案内された席の隣はつい立て越しに宴会だった。
宴もたけなわ、たいそうお賑やかで、楽しそうにはじけて、ついにどんちゃん騒ぎだ。
『いけいけ!やれやれ!』参加したいぐらいだ。
ほどなくお店の方が、謝りに来た。
「賑やかで申し訳ありません。」
「いいえ、いいえ、どういたしまして。」
お腹に少し溜まると、隣の声がよく拾えるようになってしまった。互いに先生と呼び合っている。
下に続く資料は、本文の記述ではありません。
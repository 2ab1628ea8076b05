//! `associations` table queries — the parent/child edges of the DID graph.

use catalog_core::types::{Association, DidKey, DidType};
use catalog_core::errors::StorageError;
use rusqlite::{params, OptionalExtension, Row, Transaction};

use crate::connection::sqe;

fn row_to_association(row: &Row<'_>) -> rusqlite::Result<Association> {
    let did_type_s: String = row.get("did_type")?;
    let child_type_s: String = row.get("child_type")?;
    Ok(Association {
        parent_scope: row.get("parent_scope")?,
        parent_name: row.get("parent_name")?,
        child_scope: row.get("child_scope")?,
        child_name: row.get("child_name")?,
        did_type: DidType::from_str_opt(&did_type_s).unwrap_or(DidType::Container),
        child_type: DidType::from_str_opt(&child_type_s).unwrap_or(DidType::File),
        bytes: row.get("bytes")?,
        adler32: row.get("adler32")?,
        md5: row.get("md5")?,
        guid: row.get("guid")?,
        events: row.get("events")?,
        rule_evaluation: row.get("rule_evaluation")?,
    })
}

const SELECT_COLUMNS: &str = "parent_scope, parent_name, child_scope, child_name, did_type, \
     child_type, bytes, adler32, md5, guid, events, rule_evaluation";

/// One existing edge, if any (spec §4.3 step 3: idempotency check before
/// inserting a new attachment).
pub fn get_association(
    tx: &Transaction<'_>,
    parent: &DidKey,
    child: &DidKey,
) -> Result<Option<Association>, StorageError> {
    let sql = format!(
        "SELECT {SELECT_COLUMNS} FROM associations \
         WHERE parent_scope = ?1 AND parent_name = ?2 AND child_scope = ?3 AND child_name = ?4"
    );
    tx.query_row(
        &sql,
        params![parent.scope, parent.name, child.scope, child.name],
        row_to_association,
    )
    .optional()
    .map_err(sqe)
}

/// Insert one edge (spec §4.3 step 4).
pub fn insert_association(tx: &Transaction<'_>, assoc: &Association) -> Result<(), StorageError> {
    tx.execute(
        "INSERT INTO associations (\
            parent_scope, parent_name, child_scope, child_name, did_type, child_type, \
            bytes, adler32, md5, guid, events, rule_evaluation) \
         VALUES (?1,?2,?3,?4,?5,?6,?7,?8,?9,?10,?11,?12)",
        params![
            assoc.parent_scope,
            assoc.parent_name,
            assoc.child_scope,
            assoc.child_name,
            assoc.did_type.as_str(),
            assoc.child_type.as_str(),
            assoc.bytes,
            assoc.adler32,
            assoc.md5,
            assoc.guid,
            assoc.events,
            assoc.rule_evaluation,
        ],
    )
    .map_err(sqe)?;
    Ok(())
}

/// Remove one edge (spec §4.4 step 2). Returns whether a row was removed.
pub fn delete_association(
    tx: &Transaction<'_>,
    parent: &DidKey,
    child: &DidKey,
) -> Result<bool, StorageError> {
    let affected = tx
        .execute(
            "DELETE FROM associations \
             WHERE parent_scope = ?1 AND parent_name = ?2 AND child_scope = ?3 AND child_name = ?4",
            params![parent.scope, parent.name, child.scope, child.name],
        )
        .map_err(sqe)?;
    Ok(affected > 0)
}

/// Direct children of a parent (spec §4.8 `one_did_childs`; also used by
/// Detach/Delete to enumerate the set to cascade over).
pub fn list_children(tx: &Transaction<'_>, parent: &DidKey) -> Result<Vec<Association>, StorageError> {
    let sql = format!(
        "SELECT {SELECT_COLUMNS} FROM associations WHERE parent_scope = ?1 AND parent_name = ?2"
    );
    let mut stmt = tx.prepare_cached(&sql).map_err(sqe)?;
    let rows = stmt
        .query_map(params![parent.scope, parent.name], row_to_association)
        .map_err(sqe)?;
    let mut out = Vec::new();
    for row in rows {
        out.push(row.map_err(sqe)?);
    }
    Ok(out)
}

/// Direct parents of a child (spec §4.1 `list_parent_dids`).
pub fn list_parents(tx: &Transaction<'_>, child: &DidKey) -> Result<Vec<Association>, StorageError> {
    let sql = format!(
        "SELECT {SELECT_COLUMNS} FROM associations WHERE child_scope = ?1 AND child_name = ?2"
    );
    let mut stmt = tx.prepare_cached(&sql).map_err(sqe)?;
    let rows = stmt
        .query_map(params![child.scope, child.name], row_to_association)
        .map_err(sqe)?;
    let mut out = Vec::new();
    for row in rows {
        out.push(row.map_err(sqe)?);
    }
    Ok(out)
}

/// Count of direct children, used to decide whether a DATASET/CONTAINER is
/// now empty after a detach (spec §4.4 step 3).
pub fn count_children(tx: &Transaction<'_>, parent: &DidKey) -> Result<i64, StorageError> {
    tx.query_row(
        "SELECT COUNT(*) FROM associations WHERE parent_scope = ?1 AND parent_name = ?2",
        params![parent.scope, parent.name],
        |row| row.get(0),
    )
    .map_err(sqe)
}

/// Remove every edge originating from `parent` (spec §4.5 Phase E:
/// "Delete all Associations originating from the collection inputs").
pub fn delete_all_from_parent(tx: &Transaction<'_>, parent: &DidKey) -> Result<(), StorageError> {
    tx.execute(
        "DELETE FROM associations WHERE parent_scope = ?1 AND parent_name = ?2",
        params![parent.scope, parent.name],
    )
    .map_err(sqe)?;
    Ok(())
}

/// Flip `rule_evaluation` on a set of edges (spec §4.3 step 5 note: edges
/// feeding an already-evaluated rule get re-flagged).
pub fn mark_rule_evaluation(
    tx: &Transaction<'_>,
    parent: &DidKey,
    child: &DidKey,
) -> Result<(), StorageError> {
    tx.execute(
        "UPDATE associations SET rule_evaluation = 1 \
         WHERE parent_scope = ?1 AND parent_name = ?2 AND child_scope = ?3 AND child_name = ?4",
        params![parent.scope, parent.name, child.scope, child.name],
    )
    .map_err(sqe)?;
    Ok(())
}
「ジャーン、山辺先生の車は来月からジャガーに変わりまーす!」
「皆さん、駐車場に見に行ってくださーい。」
そのうち、学会の鞄持ちの話、ビジネスクラスの機内の話、伊藤先生達のゴージャスな結婚式の話と話題は尽きない。やがて女性の「結婚してー」とわめき声。
「このまま天涯孤独はやだー」
「どんな人がいいんだ?」
「DV(ドメスティックバイオレンス)さえなければ誰でもいいー」
「ハードル低くねぇ?」
「DVさえなければいいの!」
「このまま独りだったら誰か看取ってくれよー」
「死亡診断書は書いてやるよ。」
「私は、目の大きな可愛い子供が欲しいから、スエーデン人と結婚したい!」
「スエーデン人は目が大きいかぁ?」
「目というかさぁ、端正な顔している感じするからー。私、目ちっちゃいからさぁ。」「浮気されてもいいのよ〜」
『ここで耳にしたことは、しばらくは仕舞っておきますよ。』(登場人物の名前はすべて仮名です。)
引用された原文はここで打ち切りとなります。